Material provided: Begin

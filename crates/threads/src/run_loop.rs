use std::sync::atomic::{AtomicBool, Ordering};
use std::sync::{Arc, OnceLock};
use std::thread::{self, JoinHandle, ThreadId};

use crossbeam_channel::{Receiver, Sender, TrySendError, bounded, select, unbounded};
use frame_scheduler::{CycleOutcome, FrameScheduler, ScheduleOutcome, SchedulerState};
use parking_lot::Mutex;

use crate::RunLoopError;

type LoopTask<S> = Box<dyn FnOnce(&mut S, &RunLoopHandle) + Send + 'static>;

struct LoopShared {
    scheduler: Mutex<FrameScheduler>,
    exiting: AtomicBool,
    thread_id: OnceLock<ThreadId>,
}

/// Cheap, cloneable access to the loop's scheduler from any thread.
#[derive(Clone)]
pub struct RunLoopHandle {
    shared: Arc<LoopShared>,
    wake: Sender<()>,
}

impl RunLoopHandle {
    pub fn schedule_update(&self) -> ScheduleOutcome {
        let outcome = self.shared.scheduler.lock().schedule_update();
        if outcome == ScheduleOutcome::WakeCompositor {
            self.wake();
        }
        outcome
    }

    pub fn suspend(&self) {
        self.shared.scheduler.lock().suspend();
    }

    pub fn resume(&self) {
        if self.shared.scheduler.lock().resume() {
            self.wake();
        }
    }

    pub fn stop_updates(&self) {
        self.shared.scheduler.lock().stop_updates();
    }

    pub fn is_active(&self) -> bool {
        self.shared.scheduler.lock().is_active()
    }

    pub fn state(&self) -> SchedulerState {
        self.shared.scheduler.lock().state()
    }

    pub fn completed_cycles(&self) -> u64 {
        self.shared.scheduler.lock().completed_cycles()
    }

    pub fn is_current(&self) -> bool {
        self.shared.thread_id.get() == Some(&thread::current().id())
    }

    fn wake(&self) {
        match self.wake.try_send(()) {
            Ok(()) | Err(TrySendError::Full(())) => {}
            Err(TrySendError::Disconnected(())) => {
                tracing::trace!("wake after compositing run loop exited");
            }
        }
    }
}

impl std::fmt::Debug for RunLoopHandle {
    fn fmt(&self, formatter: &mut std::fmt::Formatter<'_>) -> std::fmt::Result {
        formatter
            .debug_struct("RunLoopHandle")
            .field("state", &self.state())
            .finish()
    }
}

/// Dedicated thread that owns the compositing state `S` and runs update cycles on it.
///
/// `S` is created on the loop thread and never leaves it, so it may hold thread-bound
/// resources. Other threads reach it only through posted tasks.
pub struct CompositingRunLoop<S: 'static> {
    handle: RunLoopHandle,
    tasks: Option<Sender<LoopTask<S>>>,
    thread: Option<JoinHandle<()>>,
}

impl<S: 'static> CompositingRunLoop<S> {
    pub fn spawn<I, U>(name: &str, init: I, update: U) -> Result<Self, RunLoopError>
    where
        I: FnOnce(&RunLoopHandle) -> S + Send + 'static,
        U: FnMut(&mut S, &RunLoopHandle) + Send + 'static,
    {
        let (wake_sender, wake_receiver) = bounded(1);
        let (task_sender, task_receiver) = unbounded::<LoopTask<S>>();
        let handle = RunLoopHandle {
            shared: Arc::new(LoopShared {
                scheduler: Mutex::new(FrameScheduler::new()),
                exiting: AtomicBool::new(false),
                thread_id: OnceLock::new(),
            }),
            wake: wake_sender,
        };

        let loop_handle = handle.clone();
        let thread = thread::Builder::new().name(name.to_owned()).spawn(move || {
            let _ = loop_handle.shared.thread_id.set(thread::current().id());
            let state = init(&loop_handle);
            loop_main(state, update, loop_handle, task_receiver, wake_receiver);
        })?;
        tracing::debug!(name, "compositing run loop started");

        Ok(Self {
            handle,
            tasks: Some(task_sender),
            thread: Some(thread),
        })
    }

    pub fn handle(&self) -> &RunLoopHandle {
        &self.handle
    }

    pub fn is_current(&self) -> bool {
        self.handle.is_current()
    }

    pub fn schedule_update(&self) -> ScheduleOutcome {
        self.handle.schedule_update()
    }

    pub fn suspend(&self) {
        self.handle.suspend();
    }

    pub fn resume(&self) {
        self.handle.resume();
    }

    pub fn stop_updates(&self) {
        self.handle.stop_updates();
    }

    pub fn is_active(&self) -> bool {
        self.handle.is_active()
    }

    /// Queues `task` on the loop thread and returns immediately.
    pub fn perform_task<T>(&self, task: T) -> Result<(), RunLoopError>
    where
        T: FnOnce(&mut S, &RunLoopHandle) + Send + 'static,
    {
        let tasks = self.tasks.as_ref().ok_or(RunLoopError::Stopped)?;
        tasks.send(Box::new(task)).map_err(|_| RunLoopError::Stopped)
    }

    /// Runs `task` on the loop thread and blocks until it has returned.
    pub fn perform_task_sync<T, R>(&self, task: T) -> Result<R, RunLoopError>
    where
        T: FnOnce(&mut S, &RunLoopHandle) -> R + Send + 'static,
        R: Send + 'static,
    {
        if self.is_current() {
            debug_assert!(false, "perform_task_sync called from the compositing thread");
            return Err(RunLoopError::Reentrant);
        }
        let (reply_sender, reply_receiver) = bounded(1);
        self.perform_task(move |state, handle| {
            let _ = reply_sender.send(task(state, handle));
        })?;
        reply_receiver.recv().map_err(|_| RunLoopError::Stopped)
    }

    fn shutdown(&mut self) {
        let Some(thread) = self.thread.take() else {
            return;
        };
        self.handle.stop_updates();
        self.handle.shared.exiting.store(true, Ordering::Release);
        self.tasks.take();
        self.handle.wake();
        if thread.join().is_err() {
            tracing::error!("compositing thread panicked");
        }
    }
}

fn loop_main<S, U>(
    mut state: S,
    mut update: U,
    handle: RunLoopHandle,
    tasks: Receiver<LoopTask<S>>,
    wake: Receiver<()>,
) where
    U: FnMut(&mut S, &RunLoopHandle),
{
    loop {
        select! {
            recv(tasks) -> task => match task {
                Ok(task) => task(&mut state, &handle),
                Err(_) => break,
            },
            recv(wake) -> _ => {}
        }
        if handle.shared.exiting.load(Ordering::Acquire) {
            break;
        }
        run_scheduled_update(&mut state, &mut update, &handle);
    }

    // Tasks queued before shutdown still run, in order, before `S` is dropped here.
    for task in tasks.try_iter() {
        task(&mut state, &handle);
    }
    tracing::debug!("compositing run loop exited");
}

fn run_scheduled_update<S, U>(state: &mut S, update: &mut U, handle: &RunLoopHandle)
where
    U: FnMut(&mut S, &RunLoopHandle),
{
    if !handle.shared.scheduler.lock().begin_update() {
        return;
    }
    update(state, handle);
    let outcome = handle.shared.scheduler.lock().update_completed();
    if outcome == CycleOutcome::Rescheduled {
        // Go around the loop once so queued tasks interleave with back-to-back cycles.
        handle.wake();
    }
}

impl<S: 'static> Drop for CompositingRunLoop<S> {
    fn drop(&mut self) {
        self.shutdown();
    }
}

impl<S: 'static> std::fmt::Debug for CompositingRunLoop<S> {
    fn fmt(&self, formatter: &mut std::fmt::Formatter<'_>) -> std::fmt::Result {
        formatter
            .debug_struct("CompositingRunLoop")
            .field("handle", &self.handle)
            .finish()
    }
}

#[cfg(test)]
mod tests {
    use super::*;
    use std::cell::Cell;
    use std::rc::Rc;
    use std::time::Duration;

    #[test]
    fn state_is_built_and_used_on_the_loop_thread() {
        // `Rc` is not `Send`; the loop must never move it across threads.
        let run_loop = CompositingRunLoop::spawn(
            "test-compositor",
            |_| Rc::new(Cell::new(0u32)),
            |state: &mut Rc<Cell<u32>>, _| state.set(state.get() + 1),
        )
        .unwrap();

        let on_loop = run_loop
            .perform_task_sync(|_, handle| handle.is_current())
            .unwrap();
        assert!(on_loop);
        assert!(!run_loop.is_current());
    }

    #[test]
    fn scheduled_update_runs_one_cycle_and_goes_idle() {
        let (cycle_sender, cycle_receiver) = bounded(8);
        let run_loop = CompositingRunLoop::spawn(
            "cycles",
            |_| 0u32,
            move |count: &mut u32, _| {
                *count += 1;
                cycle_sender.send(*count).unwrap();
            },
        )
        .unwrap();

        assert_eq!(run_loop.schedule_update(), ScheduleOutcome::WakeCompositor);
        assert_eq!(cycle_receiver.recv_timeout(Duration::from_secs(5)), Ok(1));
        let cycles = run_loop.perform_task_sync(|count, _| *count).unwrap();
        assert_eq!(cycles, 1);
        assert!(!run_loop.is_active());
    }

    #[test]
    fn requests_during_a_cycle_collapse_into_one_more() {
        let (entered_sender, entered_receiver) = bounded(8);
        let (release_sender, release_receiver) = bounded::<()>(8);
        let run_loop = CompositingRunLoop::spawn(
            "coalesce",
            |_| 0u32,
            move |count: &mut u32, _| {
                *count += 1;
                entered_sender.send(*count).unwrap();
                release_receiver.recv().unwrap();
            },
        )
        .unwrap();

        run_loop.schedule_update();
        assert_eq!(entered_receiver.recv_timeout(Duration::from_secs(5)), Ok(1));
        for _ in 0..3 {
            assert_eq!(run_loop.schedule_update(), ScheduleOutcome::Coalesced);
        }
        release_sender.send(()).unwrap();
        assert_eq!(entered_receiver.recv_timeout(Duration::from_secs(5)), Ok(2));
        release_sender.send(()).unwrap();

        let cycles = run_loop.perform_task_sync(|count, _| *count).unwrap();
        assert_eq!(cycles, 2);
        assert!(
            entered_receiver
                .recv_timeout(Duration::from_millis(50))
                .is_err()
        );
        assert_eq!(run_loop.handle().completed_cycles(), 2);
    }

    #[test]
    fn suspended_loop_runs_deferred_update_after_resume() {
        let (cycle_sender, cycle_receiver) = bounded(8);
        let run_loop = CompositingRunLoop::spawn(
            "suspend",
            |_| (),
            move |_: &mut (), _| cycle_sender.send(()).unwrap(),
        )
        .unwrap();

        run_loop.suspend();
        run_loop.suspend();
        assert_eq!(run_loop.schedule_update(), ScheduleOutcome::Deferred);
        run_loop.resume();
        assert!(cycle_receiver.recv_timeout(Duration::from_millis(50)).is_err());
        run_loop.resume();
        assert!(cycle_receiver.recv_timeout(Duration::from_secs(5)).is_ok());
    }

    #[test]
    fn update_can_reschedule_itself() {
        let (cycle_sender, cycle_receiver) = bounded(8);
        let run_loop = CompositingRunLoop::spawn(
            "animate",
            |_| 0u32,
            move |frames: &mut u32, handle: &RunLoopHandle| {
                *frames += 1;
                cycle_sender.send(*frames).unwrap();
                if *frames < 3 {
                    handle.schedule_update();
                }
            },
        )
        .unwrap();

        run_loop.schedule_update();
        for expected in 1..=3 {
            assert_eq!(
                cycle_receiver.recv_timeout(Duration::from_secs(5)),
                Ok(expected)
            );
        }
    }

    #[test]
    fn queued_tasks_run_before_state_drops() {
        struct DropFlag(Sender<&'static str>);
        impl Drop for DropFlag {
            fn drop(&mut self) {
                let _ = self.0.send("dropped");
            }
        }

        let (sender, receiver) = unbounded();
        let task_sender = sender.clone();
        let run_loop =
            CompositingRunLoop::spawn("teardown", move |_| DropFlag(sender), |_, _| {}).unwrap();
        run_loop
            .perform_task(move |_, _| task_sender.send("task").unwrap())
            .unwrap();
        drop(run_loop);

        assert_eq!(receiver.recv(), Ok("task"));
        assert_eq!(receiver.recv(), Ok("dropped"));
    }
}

Material provided: End
Material provided: Begin

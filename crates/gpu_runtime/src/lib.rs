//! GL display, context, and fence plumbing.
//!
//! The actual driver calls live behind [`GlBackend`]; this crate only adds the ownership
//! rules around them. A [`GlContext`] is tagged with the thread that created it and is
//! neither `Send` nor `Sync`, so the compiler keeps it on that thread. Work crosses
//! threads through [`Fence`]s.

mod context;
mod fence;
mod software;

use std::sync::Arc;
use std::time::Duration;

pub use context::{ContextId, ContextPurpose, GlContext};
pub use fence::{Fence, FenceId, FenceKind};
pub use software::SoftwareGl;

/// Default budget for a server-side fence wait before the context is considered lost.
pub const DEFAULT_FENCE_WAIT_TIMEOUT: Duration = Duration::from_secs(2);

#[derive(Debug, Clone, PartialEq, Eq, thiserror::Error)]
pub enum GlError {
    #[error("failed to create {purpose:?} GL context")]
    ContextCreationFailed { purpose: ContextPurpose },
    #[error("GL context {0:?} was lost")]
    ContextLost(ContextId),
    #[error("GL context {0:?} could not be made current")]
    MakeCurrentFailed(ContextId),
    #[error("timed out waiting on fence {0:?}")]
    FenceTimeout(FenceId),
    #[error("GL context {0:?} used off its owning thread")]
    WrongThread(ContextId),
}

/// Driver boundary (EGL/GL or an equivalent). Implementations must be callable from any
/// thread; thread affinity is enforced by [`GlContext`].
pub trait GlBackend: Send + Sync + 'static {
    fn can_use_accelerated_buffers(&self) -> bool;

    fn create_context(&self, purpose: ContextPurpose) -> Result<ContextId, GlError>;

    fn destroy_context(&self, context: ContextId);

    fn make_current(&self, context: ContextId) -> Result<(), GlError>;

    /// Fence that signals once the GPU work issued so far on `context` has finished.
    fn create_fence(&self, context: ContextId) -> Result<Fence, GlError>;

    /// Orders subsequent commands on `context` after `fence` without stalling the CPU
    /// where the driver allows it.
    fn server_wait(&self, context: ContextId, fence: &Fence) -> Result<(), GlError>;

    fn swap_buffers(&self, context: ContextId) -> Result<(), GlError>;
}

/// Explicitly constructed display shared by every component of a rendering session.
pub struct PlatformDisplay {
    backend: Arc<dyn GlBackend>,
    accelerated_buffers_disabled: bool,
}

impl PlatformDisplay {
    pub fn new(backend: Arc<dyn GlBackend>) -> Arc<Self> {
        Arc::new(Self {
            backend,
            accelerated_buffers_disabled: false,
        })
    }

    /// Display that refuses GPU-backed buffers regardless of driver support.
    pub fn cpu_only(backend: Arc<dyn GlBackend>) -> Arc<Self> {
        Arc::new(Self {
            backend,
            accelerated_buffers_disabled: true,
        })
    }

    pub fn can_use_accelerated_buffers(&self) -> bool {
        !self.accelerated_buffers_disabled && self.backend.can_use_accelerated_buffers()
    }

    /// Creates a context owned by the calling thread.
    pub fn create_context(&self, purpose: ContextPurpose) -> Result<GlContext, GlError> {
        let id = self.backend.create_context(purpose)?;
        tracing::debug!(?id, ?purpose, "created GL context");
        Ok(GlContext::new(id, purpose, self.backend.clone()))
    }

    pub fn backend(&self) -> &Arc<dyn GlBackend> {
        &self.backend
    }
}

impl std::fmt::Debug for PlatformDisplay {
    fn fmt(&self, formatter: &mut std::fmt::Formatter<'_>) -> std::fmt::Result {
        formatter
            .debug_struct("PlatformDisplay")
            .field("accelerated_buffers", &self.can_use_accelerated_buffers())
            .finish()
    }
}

Material provided: End

**Exercise directions**
Beginning at the line with "filename crates/threads/src/run_loop.rs" and ending at the line with "self.shared.scheduler.lock().completed_cycles()", reproduce each line of the data above exactly, and add no other lines.

**Answer to this problem**
filename crates/threads/src/run_loop.rs
use std::sync::atomic::{AtomicBool, Ordering};
use std::sync::{Arc, OnceLock};
use std::thread::{self, JoinHandle, ThreadId};

use crossbeam_channel::{Receiver, Sender, TrySendError, bounded, select, unbounded};
use frame_scheduler::{CycleOutcome, FrameScheduler, ScheduleOutcome, SchedulerState};
use parking_lot::Mutex;

use crate::RunLoopError;

type LoopTask<S> = Box<dyn FnOnce(&mut S, &RunLoopHandle) + Send + 'static>;

struct LoopShared {
    scheduler: Mutex<FrameScheduler>,
    exiting: AtomicBool,
    thread_id: OnceLock<ThreadId>,
}

/// Cheap, cloneable access to the loop's scheduler from any thread.
#[derive(Clone)]
pub struct RunLoopHandle {
    shared: Arc<LoopShared>,
    wake: Sender<()>,
}

impl RunLoopHandle {
    pub fn schedule_update(&self) -> ScheduleOutcome {
        let outcome = self.shared.scheduler.lock().schedule_update();
        if outcome == ScheduleOutcome::WakeCompositor {
            self.wake();
        }
        outcome
    }

    pub fn suspend(&self) {
        self.shared.scheduler.lock().suspend();
    }

    pub fn resume(&self) {
        if self.shared.scheduler.lock().resume() {
            self.wake();
        }
    }

    pub fn stop_updates(&self) {
        self.shared.scheduler.lock().stop_updates();
    }

    pub fn is_active(&self) -> bool {
        self.shared.scheduler.lock().is_active()
    }

    pub fn state(&self) -> SchedulerState {
        self.shared.scheduler.lock().state()
    }

    pub fn completed_cycles(&self) -> u64 {
        self.shared.scheduler.lock().completed_cycles()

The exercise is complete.